In case that wasn’t enough, we’ll close this section with the coup de grace, an empty net goal where the play of John Moore sums up where the Rangers were as a team at this point–lost.
Game 2: Another Step Forward… Two More Steps Back
“Second verse, same as the first.” The Rangers had the next five days off to let that loss simmer–and hopefully light a fire under their collective behinds. For the first period (again), they looked like the better team. They controlled the play against the Detroit Red Wings, but couldn’t manage more than a pair of goals. And then, again, when the mistakes came, the team’s resolve faltered. Many players were coasting or standing still while the Wings scored two goals in the second period, and then again when Detroit went ahead in the third period. Even multiple penalties by the Red Wings in the third period, including an extended 5-on-3, couldn’t spark the Rangers to put in the tying goal.
Rangers head coach Alain Vigneault is usually calm and soft-spoken. But he wasn’t about to mince words after the loss to Detroit. He even brought out the “L”-word (“lazy”) to describe the team’s back-checking effort in the game. He was every bit a frustrated with the team the next day in practice, yelling to make his point that nobody should be standing still.
“I don’t want anybody standing still,” Vigneault barked at his players during a drill early in practice. — Jim Cerny (blueshirtsunited.com)
Vigneault is right–but will the team listen? They appear to still have confidence problems. Mistakes are fixable, but motivation and confidence need to grow from the inside. And that seems to be what’s really ailing these Rangers right now. Can they turn it around? It won’t get any easier–their next game against the Pittsburgh Penguins comes quickly on Monday. And then they have another five-day break. A win heading into that break could go a long way towards rebuilding their confidence and motivation.

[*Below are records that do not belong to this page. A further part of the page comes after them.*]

//! Foreground daily reminder loop.

use crate::config::Config;
use crate::constants::{REMINDER_BODY, REMINDER_TITLE};
use crate::errors::{AppError, AppResult};
use crate::journal_core::dates;
use crate::journal_io;
use crate::reminder::ReminderScheduler;
use std::thread;
use tracing::info;

/// Runs the reminder worker until the process is interrupted.
///
/// Reads the reminder time and the notifications switch from the program
/// record at startup; the worker itself recomputes the next occurrence every
/// day. When notifications are disabled this simply returns, the same way
/// the practice treats reminders as optional everywhere else.
pub fn run_reminder_loop(config: &Config) -> AppResult<()> {
    let program = journal_io::load_program(&config.journal_dir)?.ok_or(AppError::SetupRequired)?;

    if !program.notifications_enabled {
        println!(
            "Notifications are off. Enable them with `tenten settings --notifications true`."
        );
        return Ok(());
    }

    let reminder_time = dates::parse_reminder_time(&program.reminder_time)?;

    let mut scheduler = ReminderScheduler::new();
    scheduler.schedule(reminder_time, || {
        info!("Reminder fired");
        println!("{}: {}", REMINDER_TITLE, REMINDER_BODY);
    });

    info!("Reminder scheduled daily at {}", program.reminder_time);
    println!(
        "Reminder scheduled daily at {}. Press Ctrl-C to stop.",
        program.reminder_time
    );

    // The worker owns the timing; this thread only keeps the process alive.
    loop {
        thread::park();
    }
}
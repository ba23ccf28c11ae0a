//! Persisted-record I/O for the journal.
//!
//! Two records live under the journal directory, each read and written as a
//! whole JSON document: the program configuration and the entry list. Reads
//! treat a malformed record as absent — the store then degrades to first-run
//! setup instead of failing, a deliberate data-loss-tolerant fallback — while
//! genuine filesystem failures still surface as errors. Writes replace the
//! record file in full; no cross-process coordination is attempted, so the
//! last writer wins.

use crate::constants::{ENTRIES_RECORD_FILE, PROGRAM_RECORD_FILE};
use crate::errors::{AppError, AppResult};
use crate::journal_core::program::ProgramConfig;
use crate::journal_core::{EntryList, JournalEntry};
use std::fs;
use std::io::ErrorKind;
use std::path::{Path, PathBuf};
use tracing::{debug, warn};

/// Ensures the journal directory exists, creating it if necessary.
///
/// # Errors
///
/// Returns:
/// - `AppError::Journal` if the provided path is not an absolute path
/// - `AppError::Io` if the directory creation fails due to permission issues,
///   invalid paths, or other filesystem errors
pub fn ensure_journal_directory_exists(journal_dir: &Path) -> AppResult<()> {
    if !journal_dir.is_absolute() {
        return Err(AppError::Journal(format!(
            "Journal directory path must be absolute: {}",
            journal_dir.display()
        )));
    }

    if !journal_dir.exists() {
        fs::create_dir_all(journal_dir).map_err(|e| {
            AppError::Io(std::io::Error::new(
                e.kind(),
                format!("Failed to create journal directory: {}", e),
            ))
        })?;

        // Entries are personal; keep the directory owner-only.
        #[cfg(unix)]
        {
            use crate::constants::DEFAULT_DIR_PERMISSIONS;
            use std::os::unix::fs::PermissionsExt;

            let permissions = fs::Permissions::from_mode(DEFAULT_DIR_PERMISSIONS);
            fs::set_permissions(journal_dir, permissions).map_err(|e| {
                AppError::Io(std::io::Error::new(
                    e.kind(),
                    format!("Failed to set permissions on journal directory: {}", e),
                ))
            })?;
        }
    }
    Ok(())
}

/// Path of the program configuration record.
pub fn program_record_path(journal_dir: &Path) -> PathBuf {
    journal_dir.join(PROGRAM_RECORD_FILE)
}

/// Path of the entries record.
pub fn entries_record_path(journal_dir: &Path) -> PathBuf {
    journal_dir.join(ENTRIES_RECORD_FILE)
}

/// Loads the program configuration record.
///
/// Returns `Ok(None)` when the record is missing or malformed; a malformed
/// record is logged and treated as absent so the caller routes the user to
/// setup rather than crashing.
///
/// # Errors
///
/// Returns `AppError::Io` only for real filesystem failures (for example a
/// permission error); a missing file is not an error.
pub fn load_program(journal_dir: &Path) -> AppResult<Option<ProgramConfig>> {
    let path = program_record_path(journal_dir);
    let raw = match read_record(&path)? {
        Some(raw) => raw,
        None => return Ok(None),
    };

    match serde_json::from_str::<ProgramConfig>(&raw) {
        Ok(program) => Ok(Some(program)),
        Err(e) => {
            warn!(
                "Program record at {} is malformed ({}); treating it as absent",
                path.display(),
                e
            );
            Ok(None)
        }
    }
}

/// Writes the program configuration record, replacing any previous one.
pub fn save_program(journal_dir: &Path, program: &ProgramConfig) -> AppResult<()> {
    let path = program_record_path(journal_dir);
    let json = serde_json::to_string_pretty(program)
        .map_err(|e| AppError::Journal(format!("Failed to serialize program record: {}", e)))?;
    fs::write(&path, json)?;
    debug!("Saved program record to {}", path.display());
    Ok(())
}

/// Loads the entries record.
///
/// Returns an empty list when the record is missing or malformed, mirroring
/// the program record's fallback behavior.
///
/// # Errors
///
/// Returns `AppError::Io` only for real filesystem failures.
pub fn load_entries(journal_dir: &Path) -> AppResult<EntryList> {
    let path = entries_record_path(journal_dir);
    let raw = match read_record(&path)? {
        Some(raw) => raw,
        None => return Ok(EntryList::new()),
    };

    match serde_json::from_str::<Vec<JournalEntry>>(&raw) {
        Ok(entries) => Ok(EntryList::from_entries(entries)),
        Err(e) => {
            warn!(
                "Entries record at {} is malformed ({}); starting from an empty list",
                path.display(),
                e
            );
            Ok(EntryList::new())
        }
    }
}

/// Writes the entries record, replacing any previous one.
pub fn save_entries(journal_dir: &Path, entries: &EntryList) -> AppResult<()> {
    let path = entries_record_path(journal_dir);
    let json = serde_json::to_string_pretty(entries.entries())
        .map_err(|e| AppError::Journal(format!("Failed to serialize entries record: {}", e)))?;
    fs::write(&path, json)?;
    debug!(
        "Saved {} entries to {}",
        entries.len(),
        path.display()
    );
    Ok(())
}

/// Removes both persisted records.
///
/// Records that are already absent are skipped, so reset is idempotent. The
/// two removals are not transactional; from the caller's perspective a reset
/// that returns `Ok` has cleared both.
pub fn reset(journal_dir: &Path) -> AppResult<()> {
    for path in [
        program_record_path(journal_dir),
        entries_record_path(journal_dir),
    ] {
        match fs::remove_file(&path) {
            Ok(()) => debug!("Removed {}", path.display()),
            Err(e) if e.kind() == ErrorKind::NotFound => {}
            Err(e) => return Err(e.into()),
        }
    }
    Ok(())
}

/// Reads a record file to a string, mapping "missing" to `None`.
fn read_record(path: &Path) -> AppResult<Option<String>> {
    match fs::read_to_string(path) {
        Ok(raw) => Ok(Some(raw)),
        Err(e) if e.kind() == ErrorKind::NotFound => Ok(None),
        Err(e) => Err(e.into()),
    }
}
//! Date and time helpers for the journal core.
//!
//! The canonical entry key is a local calendar date rendered as `YYYY-MM-DD`.
//! "Local" is load-bearing: deriving the day from UTC would report yesterday
//! for any user behind UTC until their clock passes midnight UTC, so all
//! current-day logic starts from the local clock.

use crate::constants::{DATE_FORMAT_ISO, DATE_FORMAT_LONG, REMINDER_TIME_FORMAT};
use crate::errors::ValidationError;
use chrono::{Local, NaiveDate, NaiveTime};

/// Returns the current calendar date in local time.
pub fn today() -> NaiveDate {
    Local::now().date_naive()
}

/// Returns the current instant as an RFC 3339 string, for entry timestamps.
pub fn now_timestamp() -> String {
    Local::now().to_rfc3339()
}

/// Whole-day count from `a` to `b`, positive when `b` is later.
///
/// Computed on date-only values, so daylight-saving transitions between the
/// two dates cannot produce fractional-day drift.
pub fn days_between(a: NaiveDate, b: NaiveDate) -> i64 {
    b.signed_duration_since(a).num_days()
}

/// Parses a canonical `YYYY-MM-DD` date identifier.
///
/// # Errors
///
/// Returns [`ValidationError::InvalidDate`] carrying the rejected input.
pub fn parse_date(value: &str) -> Result<NaiveDate, ValidationError> {
    NaiveDate::parse_from_str(value, DATE_FORMAT_ISO).map_err(|_| ValidationError::InvalidDate {
        value: value.to_string(),
    })
}

/// Renders the canonical `YYYY-MM-DD` identifier for a date.
pub fn format_date(date: NaiveDate) -> String {
    date.format(DATE_FORMAT_ISO).to_string()
}

/// Renders a human-readable long form, e.g. `Friday, March 01, 2024`.
pub fn format_long(date: NaiveDate) -> String {
    date.format(DATE_FORMAT_LONG).to_string()
}

/// Parses a 24-hour `HH:MM` reminder time.
///
/// # Errors
///
/// Returns [`ValidationError::InvalidReminderTime`] carrying the rejected
/// input.
pub fn parse_reminder_time(value: &str) -> Result<NaiveTime, ValidationError> {
    NaiveTime::parse_from_str(value, REMINDER_TIME_FORMAT).map_err(|_| {
        ValidationError::InvalidReminderTime {
            value: value.to_string(),
        }
    })
}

Kevin has been covering the Florida Panthers and New York Rangers for The Hockey Writers since the 2013-14 season. Before that, he has written about, played, and coached hockey at all levels. He grew up a Rangers fan in the Southern Tier of New York State, but now lives in the Atlanta area with his wife and two sons. You can reach him on Twitter as @kmizTHW , or via email (firstname.lastname@example.org).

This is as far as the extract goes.